What an awesome 4 year old!


----------



## MeLikesUke (Apr 9, 2012)

Overall, everything looks very good! You both seem happy and I love that he doesn't rush to the jumps. I would work on getting him to be a little more active in his gaits, not faster, but more active. That will help him pick up his feet more at the trot and keep him from wanting to break at the canter. You two are really good and relaxed together, though, and I think you'll progress very well!


----------



## crimsonsky (Feb 18, 2011)

no expert here - but i would work on getting him to use his back more and taking more contact. it looks like there is basically no contact at all between your hands/upper body and his mouth which means there is no cycling of his energy from behind - through - repeat. otherwise i think you two make a lovely pair and the cadence was good. he has a bit of a head bob going on that i'm not sure what to think of. :/


----------



## tinyliny (Oct 31, 2009)

crimsonsky said:


> no expert here - but i would work on getting him to use his back more and taking more contact. it looks like there is basically no contact at all between your hands/upper body and his mouth which means there is no cycling of his energy from behind - through - repeat. otherwise i think you two make a lovely pair and the cadence was good. *he has a bit of a head bob going on that i'm not sure what to think of. :/*





I saw this, too. When you circled him he did a bit of head bobbing.

I think he needs a bit more energy, and you need to make sure that your hands are not too uneven. At times, your inside hand was much farther back and lower than your outside and looked like you had some lean going on in your upper body. 
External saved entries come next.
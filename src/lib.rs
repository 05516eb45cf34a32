pub mod agent;
pub mod config;
pub mod db;
pub mod format;
pub mod logging;
pub mod schema;

pub use agent::client::{HttpLlmClient, LlmBackend, ModelReply};
pub use agent::error::{AskError, AskResult};
pub use agent::{AttemptRecord, ExecutionResult, FailureKind, SqlAgent};
pub use config::Config;
pub use db::Database;
pub use schema::SchemaDescription;
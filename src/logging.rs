//! Tracing setup for the CLI
//!
//! Diagnostics go to stderr so stdout stays clean for query results and CSV
//! redirection. `RUST_LOG` overrides the verbosity flags when set.

use tracing_subscriber::EnvFilter;

pub fn init(verbosity: u8) {
    let default_level = match verbosity {
        0 => "warn",
        1 => "info",
        _ => "debug",
    };
    let filter = EnvFilter::try_from_default_env()
        .unwrap_or_else(|_| EnvFilter::new(format!("askdb={default_level}")));

    tracing_subscriber::fmt()
        .with_env_filter(filter)
        .with_target(false)
        .with_writer(std::io::stderr)
        .init();
}
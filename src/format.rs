//! Result presentation: terminal tables and CSV export
//!
//! Pure transforms over the result envelope. Column order and row order are
//! preserved exactly as the database returned them.

use crate::agent::ExecutionResult;
use crate::agent::error::{AskError, AskResult};
use prettytable::{Cell, Row, Table, format};
use regex::Regex;

/// Parameters handed to whatever delivers the CSV (download, file write)
#[derive(Debug, Clone, PartialEq)]
pub struct CsvExportParams {
    pub file_name: String,
    pub content_type: &'static str,
}

/// Render the result rows as a psql-style grid.
pub fn format_table(result: &ExecutionResult) -> String {
    if result.columns.is_empty() {
        return "(no results)\n".to_string();
    }

    let mut table = Table::new();
    table.set_format(*format::consts::FORMAT_NO_LINESEP_WITH_TITLE);
    table.set_titles(Row::new(
        result.columns.iter().map(|c| Cell::new(c)).collect(),
    ));
    for row in &result.rows {
        table.add_row(Row::new(row.iter().map(|v| Cell::new(v)).collect()));
    }
    table.to_string()
}

/// One-line summary printed under the grid.
pub fn format_row_count(result: &ExecutionResult) -> String {
    let rows = match result.row_count {
        1 => "1 row".to_string(),
        n => format!("{n} rows"),
    };
    if result.truncated {
        format!("({rows}, truncated at the row limit)")
    } else {
        format!("({rows})")
    }
}

/// Serialize the result to CSV: header first, then rows in execution order.
pub fn to_csv(result: &ExecutionResult) -> AskResult<Vec<u8>> {
    let mut writer = csv::Writer::from_writer(Vec::new());
    writer.write_record(&result.columns)?;
    for row in &result.rows {
        writer.write_record(row)?;
    }
    writer
        .into_inner()
        .map_err(|e| AskError::Io(e.into_error()))
}

/// File name and MIME type for delivering the CSV.
///
/// The name is derived from the question so saved exports stay tellable
/// apart.
pub fn csv_export_params(result: &ExecutionResult) -> CsvExportParams {
    let slug_pattern = Regex::new(r"[^a-z0-9]+").expect("static pattern");
    let mut slug = slug_pattern
        .replace_all(&result.question.to_lowercase(), "-")
        .trim_matches('-')
        .to_string();
    slug.truncate(40);
    let slug = slug.trim_matches('-');

    let file_name = if slug.is_empty() {
        "query_results.csv".to_string()
    } else {
        format!("{slug}.csv")
    };
    CsvExportParams {
        file_name,
        content_type: "text/csv",
    }
}
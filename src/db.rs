//! SQLite access layer
//!
//! Thin wrapper over a `sqlx` pool. Execution is bounded: a row limit caps
//! result size and a statement timeout caps wall-clock time. Connections are
//! pooled and returned on drop, so no transaction ever spans a model round
//! trip.

use crate::agent::error::{AskError, AskResult};
use futures_util::TryStreamExt;
use sqlx::sqlite::{SqlitePool, SqlitePoolOptions, SqliteRow};
use sqlx::{Column, Row, TypeInfo, ValueRef};
use std::time::Duration;
use tracing::debug;

/// Raw output of one executed statement: header plus string cells.
#[derive(Debug, Clone, Default)]
pub struct QueryOutput {
    pub columns: Vec<String>,
    pub rows: Vec<Vec<String>>,
    pub truncated: bool,
}

pub struct Database {
    pool: SqlitePool,
}

impl Database {
    /// Open a pooled connection to a SQLite database file or URL.
    ///
    /// The database must already exist; the agent never creates it.
    pub async fn connect(path: &str) -> AskResult<Self> {
        let database_url = if path.starts_with("sqlite:") {
            path.to_string()
        } else {
            format!("sqlite://{path}")
        };

        // A pool of :memory: connections would yield independent databases
        let max_connections = if database_url.contains(":memory:") { 1 } else { 5 };

        debug!("connecting to {database_url}");
        let pool = SqlitePoolOptions::new()
            .max_connections(max_connections)
            .acquire_timeout(Duration::from_secs(10))
            .connect(&database_url)
            .await
            .map_err(|e| {
                AskError::Configuration(format!("cannot open database {path}: {e}"))
            })?;

        Ok(Self { pool })
    }

    pub fn pool(&self) -> &SqlitePool {
        &self.pool
    }

    /// Execute one validated statement.
    ///
    /// At most `row_limit` rows are collected; further rows are discarded and
    /// the output is marked truncated. The statement is abandoned once
    /// `statement_timeout` elapses.
    pub async fn execute(
        &self,
        sql: &str,
        row_limit: usize,
        statement_timeout: Duration,
    ) -> AskResult<QueryOutput> {
        match tokio::time::timeout(statement_timeout, self.collect(sql, row_limit)).await {
            Ok(result) => result,
            Err(_) => Err(AskError::Execution(format!(
                "statement exceeded the {}s timeout",
                statement_timeout.as_secs()
            ))),
        }
    }

    async fn collect(&self, sql: &str, row_limit: usize) -> AskResult<QueryOutput> {
        let mut stream = sqlx::query(sql).fetch(&self.pool);
        let mut output = QueryOutput::default();

        while let Some(row) = stream
            .try_next()
            .await
            .map_err(|e| AskError::Execution(e.to_string()))?
        {
            if output.columns.is_empty() {
                output.columns = row.columns().iter().map(|c| c.name().to_string()).collect();
            }
            if output.rows.len() >= row_limit {
                output.truncated = true;
                break;
            }
            let mut cells = Vec::with_capacity(row.columns().len());
            for idx in 0..row.columns().len() {
                cells.push(format_cell(&row, idx));
            }
            output.rows.push(cells);
        }

        debug!(
            "query returned {} rows (truncated: {})",
            output.rows.len(),
            output.truncated
        );
        Ok(output)
    }

    /// Fetch the first `limit` rows of a table as string cells.
    pub async fn sample_rows(&self, table: &str, limit: usize) -> AskResult<Vec<Vec<String>>> {
        let sql = format!(
            "SELECT * FROM \"{}\" LIMIT {limit}",
            table.replace('"', "\"\"")
        );
        let rows = sqlx::query(&sql)
            .fetch_all(&self.pool)
            .await
            .map_err(|e| AskError::Introspection(format!("failed to sample {table}: {e}")))?;

        Ok(rows
            .iter()
            .map(|row| {
                (0..row.columns().len())
                    .map(|idx| format_cell(row, idx))
                    .collect()
            })
            .collect())
    }

    pub async fn close(&self) {
        self.pool.close().await;
    }
}

/// Format a dynamically-typed SQLite value to its string representation
fn format_cell(row: &SqliteRow, idx: usize) -> String {
    if let Ok(value_ref) = row.try_get_raw(idx) {
        if value_ref.is_null() {
            return String::new();
        }
    }

    // SQLite columns are dynamically typed, so try the storage classes in order
    if let Ok(val) = row.try_get::<i64, _>(idx) {
        return val.to_string();
    }
    if let Ok(val) = row.try_get::<f64, _>(idx) {
        return val.to_string();
    }
    if let Ok(val) = row.try_get::<String, _>(idx) {
        return val;
    }
    if let Ok(val) = row.try_get::<Vec<u8>, _>(idx) {
        return format!("\\x{}", hex::encode(val));
    }

    let type_name = row.column(idx).type_info().name().to_string();
    format!("[unsupported {type_name} value]")
}

#[cfg(test)]
mod tests {
    use super::*;
    use tempfile::NamedTempFile;

    async fn seeded_db() -> (NamedTempFile, Database) {
        let file = NamedTempFile::new().unwrap();
        let db = Database::connect(file.path().to_str().unwrap())
            .await
            .unwrap();
        sqlx::query("CREATE TABLE nums (n INTEGER, label TEXT, ratio REAL)")
            .execute(db.pool())
            .await
            .unwrap();
        for i in 0..10i64 {
            sqlx::query("INSERT INTO nums (n, label, ratio) VALUES (?, ?, ?)")
                .bind(i)
                .bind(format!("row-{i}"))
                .bind(i as f64 / 2.0)
                .execute(db.pool())
                .await
                .unwrap();
        }
        (file, db)
    }

    #[tokio::test]
    async fn test_execute_collects_columns_and_rows() {
        let (_file, db) = seeded_db().await;
        let out = db
            .execute(
                "SELECT n, label, ratio FROM nums ORDER BY n",
                100,
                Duration::from_secs(5),
            )
            .await
            .unwrap();

        assert_eq!(out.columns, vec!["n", "label", "ratio"]);
        assert_eq!(out.rows.len(), 10);
        assert_eq!(out.rows[0], vec!["0", "row-0", "0"]);
        assert_eq!(out.rows[3], vec!["3", "row-3", "1.5"]);
        assert!(!out.truncated);
    }

    #[tokio::test]
    async fn test_execute_applies_row_limit() {
        let (_file, db) = seeded_db().await;
        let out = db
            .execute("SELECT n FROM nums ORDER BY n", 4, Duration::from_secs(5))
            .await
            .unwrap();

        assert_eq!(out.rows.len(), 4);
        assert!(out.truncated);
    }

    #[tokio::test]
    async fn test_execute_reports_engine_errors() {
        let (_file, db) = seeded_db().await;
        let err = db
            .execute("SELECT missing FROM nums", 10, Duration::from_secs(5))
            .await
            .unwrap_err();

        match err {
            AskError::Execution(msg) => assert!(msg.contains("missing")),
            other => panic!("expected Execution error, got {other:?}"),
        }
    }

    #[tokio::test]
    async fn test_null_cells_render_empty() {
        let (_file, db) = seeded_db().await;
        sqlx::query("INSERT INTO nums (n, label, ratio) VALUES (99, NULL, NULL)")
            .execute(db.pool())
            .await
            .unwrap();

        let out = db
            .execute(
                "SELECT label, ratio FROM nums WHERE n = 99",
                10,
                Duration::from_secs(5),
            )
            .await
            .unwrap();
        assert_eq!(out.rows[0], vec!["", ""]);
    }

    #[tokio::test]
    async fn test_sample_rows() {
        let (_file, db) = seeded_db().await;
        let rows = db.sample_rows("nums", 3).await.unwrap();
        assert_eq!(rows.len(), 3);
        assert_eq!(rows[0].len(), 3);
    }

    #[tokio::test]
    async fn test_select_leaves_data_unchanged() {
        let (_file, db) = seeded_db().await;
        let before = db
            .execute("SELECT COUNT(*) FROM nums", 1, Duration::from_secs(5))
            .await
            .unwrap();

        db.execute("SELECT * FROM nums", 100, Duration::from_secs(5))
            .await
            .unwrap();

        let after = db
            .execute("SELECT COUNT(*) FROM nums", 1, Duration::from_secs(5))
            .await
            .unwrap();
        assert_eq!(before.rows, after.rows);
    }
}
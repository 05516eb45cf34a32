//! Schema introspection for prompt grounding and SQL validation
//!
//! Builds a fresh description of the connected database on every request.
//! The rendered text block is what the model sees; the structured form is
//! what the validator checks generated SQL against.

use crate::agent::error::{AskError, AskResult};
use serde::Serialize;
use sqlx::Row;
use sqlx::sqlite::SqlitePool;
use std::collections::HashMap;
use tracing::debug;

/// Column metadata as declared in the table definition
#[derive(Debug, Clone, Serialize)]
pub struct ColumnSchema {
    pub name: String,
    pub data_type: String,
    pub not_null: bool,
    pub primary_key: bool,
}

/// A single user table with its columns in declaration order
#[derive(Debug, Clone, Serialize)]
pub struct TableSchema {
    pub name: String,
    pub columns: Vec<ColumnSchema>,
}

impl TableSchema {
    pub fn has_column(&self, name: &str) -> bool {
        self.columns.iter().any(|c| c.name.eq_ignore_ascii_case(name))
    }
}

/// Ordered description of every user table in the database
#[derive(Debug, Clone, Default, Serialize)]
pub struct SchemaDescription {
    pub tables: Vec<TableSchema>,
}

impl SchemaDescription {
    /// Enumerate all user tables and views with their columns.
    ///
    /// Read-only; `sqlite_*` internals are excluded.
    pub async fn introspect(pool: &SqlitePool) -> AskResult<Self> {
        let rows = sqlx::query(
            r#"
            SELECT name
            FROM sqlite_master
            WHERE type IN ('table', 'view')
              AND name NOT LIKE 'sqlite_%'
            ORDER BY name
            "#,
        )
        .fetch_all(pool)
        .await
        .map_err(|e| AskError::Introspection(format!("failed to enumerate tables: {e}")))?;

        let mut tables = Vec::with_capacity(rows.len());
        for row in &rows {
            let name: String = row
                .try_get("name")
                .map_err(|e| AskError::Introspection(format!("failed to read table name: {e}")))?;
            let columns = Self::introspect_columns(pool, &name).await?;
            tables.push(TableSchema { name, columns });
        }

        debug!("introspected {} tables", tables.len());
        Ok(Self { tables })
    }

    async fn introspect_columns(pool: &SqlitePool, table: &str) -> AskResult<Vec<ColumnSchema>> {
        // PRAGMA arguments cannot be bound, so the identifier is quoted inline
        let query = format!("PRAGMA table_info(\"{}\")", table.replace('"', "\"\""));
        let rows = sqlx::query(&query).fetch_all(pool).await.map_err(|e| {
            AskError::Introspection(format!("failed to read columns of {table}: {e}"))
        })?;

        let mut columns = Vec::with_capacity(rows.len());
        for row in &rows {
            columns.push(ColumnSchema {
                name: row.try_get::<String, _>("name").map_err(|e| {
                    AskError::Introspection(format!("bad table_info row for {table}: {e}"))
                })?,
                data_type: row.try_get::<String, _>("type").unwrap_or_default(),
                not_null: row.try_get::<i64, _>("notnull").unwrap_or(0) != 0,
                primary_key: row.try_get::<i64, _>("pk").unwrap_or(0) != 0,
            });
        }
        Ok(columns)
    }

    pub fn is_empty(&self) -> bool {
        self.tables.is_empty()
    }

    pub fn table_names(&self) -> Vec<&str> {
        self.tables.iter().map(|t| t.name.as_str()).collect()
    }

    pub fn has_table(&self, name: &str) -> bool {
        self.table(name).is_some()
    }

    pub fn table(&self, name: &str) -> Option<&TableSchema> {
        self.tables.iter().find(|t| t.name.eq_ignore_ascii_case(name))
    }

    /// Check whether any table declares the column.
    pub fn has_column(&self, name: &str) -> bool {
        self.tables.iter().any(|t| t.has_column(name))
    }

    /// Render the schema block included in every prompt.
    pub fn render(&self) -> String {
        self.render_with_samples(&HashMap::new())
    }

    /// Render the schema block with optional sample rows per table.
    pub fn render_with_samples(&self, samples: &HashMap<String, Vec<Vec<String>>>) -> String {
        let mut out = String::from("Database Schema:\n\n");
        for table in &self.tables {
            out.push_str(&format!("Table: {}\n", table.name));
            out.push_str("Columns:\n");
            for col in &table.columns {
                out.push_str(&format!("- {} ({})", col.name, col.data_type));
                if col.primary_key {
                    out.push_str(" PRIMARY KEY");
                } else if col.not_null {
                    out.push_str(" NOT NULL");
                }
                out.push('\n');
            }
            if let Some(rows) = samples.get(&table.name) {
                if !rows.is_empty() {
                    out.push_str("Sample data:\n");
                    for row in rows {
                        out.push_str(&format!("- ({})\n", row.join(", ")));
                    }
                }
            }
            out.push('\n');
        }
        out
    }
}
All and all, looked about right for a 4 year old . I love the relaxed way that you sit him, very nicely balanced and simpathetic to his back.


----------



## ElaineLighten (Jan 1, 2012)

I do think you look very good, there's a couple of things I could think of for you to work on:
1. I think you need to keep a better contact with cowboy in the reins. Do you normally ride western? Depending on the horse (some have lighter or softer contacts) it should feel like you have a bag of shopping in each hand. When he's cantering, move your hands with his head movements to maintain that contact, then give a release over the fences. It might help to stop him wiggling between the fences. 
2. Maybe start working up to cantering your courses, that way you can work out strides, and I don't know about you, but I find it far more comfortable to jump fences at the canter!

Hope this helped


----------



## pepperduck (Feb 14, 2008)

Since most has already been covered I wanted to just add to not worry about his knees too much. Its a low height, hes not going to have beautiful form over it where he tucks his knees and looks picture perfect. Once the height goes up and he has to put more effort over the fence the knees will start to look better and from there you can decide if he needs work on it.


----------



## xJumperx (Feb 19, 2012)

crimsonsky said:


> he has a bit of a head bob going on that i'm not sure what to think of. :/


You would be correct, he does have a bob. There is a gravel driveway on the way to the show pen. Even after picking his feet beforehand, when we picked his feet after the class we noticed he had a large sharp bit of gravel in his frog. It was pobably hurting :'( 

No, I never ride Cowboy western. Honestly, I'm just a bit afraid of making him hard in his mouth. At the canter we have been working on collecting him and making him use himself. Do you all mean that I should have a tighter contact with his mouth? That's what we've been woking, if this isn't the case, please specify 

As you can tell from the home-video, I do like to canter the courses ^.^ One of the big reasons I trotted was because Cowboy was already tired - It was his first show, last classes of a big day, and it was hot. He had worked really hard, and in warm-up I could tell it would be hard on him to push through the whole 2 courses at a canter. When we build his stamina a little more, we will grab a hold of cantering everything 

Thank you all for the lovely coments on Cowboy  Yes, he is likely the most docile 4 yr old I have riden  OTTB 4 yrs, at least 

About him rushing the jumps - he is starting to try it. We will jump, stop, and back. Not for punishment, just so he anticipates it, and won't charge. So that keeps that habit at bay. We don't do that every jump, just if he gets fast, and I'll still throw one in ever so often.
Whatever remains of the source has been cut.